Member of Parliament of Nepal
- In office 27 May 1959 – 16 December 1960
- Prime Minister: Bishweshwar Prasad Koirala
- Constituency: Ilam West
- Monarch: King Mahendra

Personal details
- Born: 11 May 1920 Panchthar, Nepal
- Died: 4 April 1998 (aged 77) Damak, Nepal
- Citizenship: Nepali
- Party: Nepali Congress
- Spouse: Kamala Rizal
- Parent(s): Jayanarayan Rijal (father), Jalapa Rijal (mother)
- Relatives: Suman Pokhrel (grandson)
- Occupation: politician

= Ganesh Prasad Rijal =

Nepali politician

Ganesh Prasad Rijal (:ne: गणेशप्रसाद रिजाल; 11 May 1920 – 4 April 1998) was a Nepali politician.

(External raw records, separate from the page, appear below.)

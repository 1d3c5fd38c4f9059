//! Demo: walk a small widget tree through 100% -> 200% -> 100% on the
//! headless backend and log what gets rescaled.
//!
//! ```text
//! RUST_LOG=zoomscale=trace cargo run --bin zoomscale-demo
//! ```

use std::any::Any;

use tracing::info;
use tracing_subscriber::{fmt, prelude::*, EnvFilter, Registry};

use zoomscale::config::{config_path, ScalingConfig};
use zoomscale::handlers::ClassId;
use zoomscale::platform::HeadlessBackend;
use zoomscale::resources::{FontDescriptor, FontStyle, ImageData, ImageDescriptor};
use zoomscale::scaling::Rect;
use zoomscale::widget::{FontSlot, ImageSlot, Widget};
use zoomscale::{Display, ZoomLevel, ZoomResult};

struct Label {
    zoom: ZoomLevel,
    font: FontSlot,
    bounds: Rect,
}

impl Widget for Label {
    fn class(&self) -> ClassId {
        ClassId::CONTROL
    }

    fn zoom(&self) -> ZoomLevel {
        self.zoom
    }

    fn set_zoom(&mut self, zoom: ZoomLevel) {
        self.zoom = zoom;
    }

    fn font_slot(&mut self) -> Option<&mut FontSlot> {
        Some(&mut self.font)
    }

    fn bounds(&mut self) -> Option<&mut Rect> {
        Some(&mut self.bounds)
    }

    fn as_any_mut(&mut self) -> &mut dyn Any {
        self
    }
}

struct Icon {
    zoom: ZoomLevel,
    image: ImageSlot,
}

impl Widget for Icon {
    fn class(&self) -> ClassId {
        ClassId::ITEM
    }

    fn zoom(&self) -> ZoomLevel {
        self.zoom
    }

    fn set_zoom(&mut self, zoom: ZoomLevel) {
        self.zoom = zoom;
    }

    fn image_slot(&mut self) -> Option<&mut ImageSlot> {
        Some(&mut self.image)
    }

    fn as_any_mut(&mut self) -> &mut dyn Any {
        self
    }
}

struct Panel {
    zoom: ZoomLevel,
    font: FontSlot,
    bounds: Rect,
    children: Vec<Box<dyn Widget>>,
}

impl Widget for Panel {
    fn class(&self) -> ClassId {
        ClassId::COMPOSITE
    }

    fn zoom(&self) -> ZoomLevel {
        self.zoom
    }

    fn set_zoom(&mut self, zoom: ZoomLevel) {
        self.zoom = zoom;
    }

    fn font_slot(&mut self) -> Option<&mut FontSlot> {
        Some(&mut self.font)
    }

    fn bounds(&mut self) -> Option<&mut Rect> {
        Some(&mut self.bounds)
    }

    fn for_each_child(&mut self, visit: &mut dyn FnMut(&mut dyn Widget)) {
        for child in &mut self.children {
            visit(child.as_mut());
        }
    }

    fn as_any_mut(&mut self) -> &mut dyn Any {
        self
    }
}

fn main() {
    let stdout_log = fmt::layer().compact().with_target(false);
    let subscriber = Registry::default()
        .with(EnvFilter::try_from_default_env().unwrap_or_else(|_| EnvFilter::new("info")))
        .with(stdout_log);
    if tracing::subscriber::set_global_default(subscriber).is_err() {
        eprintln!("zoomscale-demo: log subscriber already installed");
    }

    if let Err(e) = run() {
        eprintln!("zoomscale-demo error: {}", e);
        std::process::exit(1);
    }
}

fn run() -> ZoomResult<()> {
    let config = ScalingConfig::load(&config_path())?.with_env_overrides()?;
    let live = round_trip(config)?;
    info!(live, "disposed");
    Ok(())
}

/// Walk the demo tree to 200% and back, then dispose the session. Returns
/// the number of native objects still alive afterwards.
fn round_trip(config: ScalingConfig) -> ZoomResult<usize> {
    let backend = HeadlessBackend::new(100);
    let mut session = Display::new(config, backend.platform());
    let start = session.device_zoom();

    let body = FontDescriptor::new("Segoe UI", 12, FontStyle::NORMAL);
    let mut panel = Panel {
        zoom: start,
        font: FontSlot::system(),
        bounds: Rect::new(0, 0, 640, 480),
        children: vec![
            Box::new(Label {
                zoom: start,
                font: FontSlot::custom(body),
                bounds: Rect::new(10, 10, 200, 24),
            }),
            Box::new(Icon {
                zoom: start,
                image: ImageSlot::new(ImageDescriptor::fixed("app-icon", ImageData::new(16, 16))),
            }),
        ],
    };

    for percent in [200, 100] {
        let zoom = ZoomLevel::new(percent)?;
        let report = session.on_zoom_changed(&mut panel, zoom);
        info!(
            %zoom,
            handlers = report.handlers_run,
            widgets = report.widgets_updated,
            failures = report.failures.len(),
            bounds = ?panel.bounds,
            "zoom applied"
        );
        for failure in &report.failures {
            info!(%failure, "handler failure");
        }
    }

    let cached = session.resources().len();
    info!(
        cached,
        allocated = backend.created(),
        "resource cache after round trip"
    );
    session.dispose();
    Ok(backend.live())
}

He took part in the 1951 democratic revolution of Nepal and later in 1959, elected as a member of parliament from Ilam district. On 15 December 1960, King Mahendra suspended the constitution, dissolved the elected parliament, dismissed the cabinet, imposed direct rule and imprisoned the then prime minister Bishweshwar Prasad Koirala and his closest government colleagues. After King Mahendra's coup, Rijal was exiled to India along with other leaders and workers of Nepali Congress party. During his exile, he resided in Kalimpong and Naxalbari in Indian state of West Bengal. He returned homeland in 1975 following government granting amnesty, and continued his political career, residing in Damak and Kathmandu simultaneously.

Rijal died on 4 April 1998 in Damak in Jhapa district of Nepal due to cardiac arrest.